_TASK BRIEF:_ Across the listing, the lines that include "drawable" must be tallied and reported as a bare number.
Segment Start: RECORDED INFORMATION
//! Screen State
//!
//! Flattens an interpreted tree into an ordered list of drawable,
//! focusable elements. The element list is the surface's working
//! state for one displayed tree: it carries each input's transient
//! value and each button's resolved press hook.
//!
//! A new tree means a new `Screen` built from scratch, so per-leaf
//! state (typed text, focus) from the old tree is gone before the new
//! one appears. There is no partial reuse and no remount trickery.

use adapta_core::{Invokable, LeafKind, RenderedChildren, RenderedNode};

/// One drawable element, in document order.
#[derive(Debug)]
pub enum Element {
    /// Static text
    Text { content: String },
    /// Pressable button
    Button {
        title: String,
        press: Option<Invokable>,
    },
    /// Stateful text input; `value` is transient surface state, only
    /// pushed into the form store through the change hook
    Input {
        field: Option<String>,
        placeholder: String,
        value: String,
        change: Option<Invokable>,
    },
    /// Image placeholder (terminals don't do pixels)
    Image { source: String },
}

impl Element {
    pub fn focusable(&self) -> bool {
        matches!(self, Element::Button { .. } | Element::Input { .. })
    }
}

/// The flattened, focusable representation of one displayed tree.
#[derive(Debug, Default)]
pub struct Screen {
    elements: Vec<Element>,
    /// Index into `elements`; always points at a focusable element
    focus: Option<usize>,
}

impl Screen {
    pub fn empty() -> Self {
        Self::default()
    }

    /// Flatten an interpreted tree. Focus lands on the first
    /// focusable element.
    pub fn from_tree(root: &RenderedNode) -> Self {
        let mut elements = Vec::new();
        collect(root, &mut elements);
        let focus = elements.iter().position(Element::focusable);
        Self { elements, focus }
    }

    pub fn elements(&self) -> &[Element] {
        &self.elements
    }

    pub fn is_empty(&self) -> bool {
        self.elements.is_empty()
    }

    pub fn focused(&self) -> Option<usize> {
        self.focus
    }

    /// Move focus to the next focusable element, wrapping around
    pub fn focus_next(&mut self) {
        self.shift_focus(1);
    }

    /// Move focus to the previous focusable element, wrapping around
    pub fn focus_prev(&mut self) {
        self.shift_focus(-1);
    }

    fn shift_focus(&mut self, direction: isize) {
        let focusable: Vec<usize> = self
            .elements
            .iter()
            .enumerate()
            .filter(|(_, e)| e.focusable())
            .map(|(i, _)| i)
            .collect();
        if focusable.is_empty() {
            self.focus = None;
            return;
        }
        let current = self
            .focus
            .and_then(|f| focusable.iter().position(|&i| i == f))
            .unwrap_or(0);
        let len = focusable.len() as isize;
        let next = (current as isize + direction).rem_euclid(len) as usize;
        self.focus = Some(focusable[next]);
    }

    /// Press the focused button, if the focus is on one. Returns
    /// whether a press hook fired.
    pub fn press_focused(&self) -> bool {
        let Some(index) = self.focus else {
            return false;
        };
        if let Some(Element::Button { press, title }) = self.elements.get(index) {
            match press {
                Some(hook) => {
                    tracing::debug!(button = %title, action = hook.name(), "button pressed");
                    hook.invoke(&[]);
                    true
                }
                None => false,
            }
        } else {
            false
        }
    }

    /// Type a character into the focused input. The updated value is
    /// reported through the change hook as `[field, value]`.
    pub fn type_char(&mut self, c: char) {
        self.edit_focused(|value| value.push(c));
    }

    /// Delete the last character of the focused input
    pub fn backspace(&mut self) {
        self.edit_focused(|value| {
            value.pop();
        });
    }

    fn edit_focused(&mut self, edit: impl FnOnce(&mut String)) {
        let Some(index) = self.focus else {
            return;
        };
        if let Some(Element::Input {
            field,
            value,
            change,
            ..
        }) = self.elements.get_mut(index)
        {
            edit(value);
            match (field, change) {
                (Some(field), Some(hook)) => hook.invoke(&[field.as_str(), value.as_str()]),
                (None, _) => {
                    tracing::warn!("input has no field name, edit not reported");
                }
                _ => {}
            }
        }
    }
}

/// Walk the rendered tree in document order, emitting elements.
fn collect(node: &RenderedNode, out: &mut Vec<Element>) {
    match node.kind {
        LeafKind::Text => {
            let mut content = String::new();
            node.gather_text(&mut content);
            if !content.is_empty() {
                out.push(Element::Text { content });
            }
        }
        LeafKind::Button | LeafKind::Touchable => {
            let title = match node.prop_str("title") {
                Some(title) => title.to_string(),
                None => {
                    // Pressable containers label themselves with
                    // their text content
                    let mut label = String::new();
                    node.gather_text(&mut label);
                    label
                }
            };
            out.push(Element::Button {
                title,
                press: node.hooks.get("onPress").cloned(),
            });
        }
        LeafKind::TextInput => {
            out.push(Element::Input {
                field: node.field.clone(),
                placeholder: node
                    .prop_str("placeholder")
                    .unwrap_or_default()
                    .to_string(),
                value: node.prop_str("initialValue").unwrap_or_default().to_string(),
                change: node.hooks.get("onChangeText").cloned(),
            });
        }
        LeafKind::Image => {
            out.push(Element::Image {
                source: node.prop_str("source").unwrap_or_default().to_string(),
            });
        }
        LeafKind::View => {
            match &node.children {
                RenderedChildren::Text(text) => {
                    if !text.is_empty() {
                        out.push(Element::Text {
                            content: text.clone(),
                        });
                    }
                }
                RenderedChildren::Nodes(children) => {
                    for child in children {
                        collect(child, out);
                    }
                }
                RenderedChildren::None => {}
            }
        }
    }
}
Segment End: RECORDED INFORMATION
_RESULT:_ 2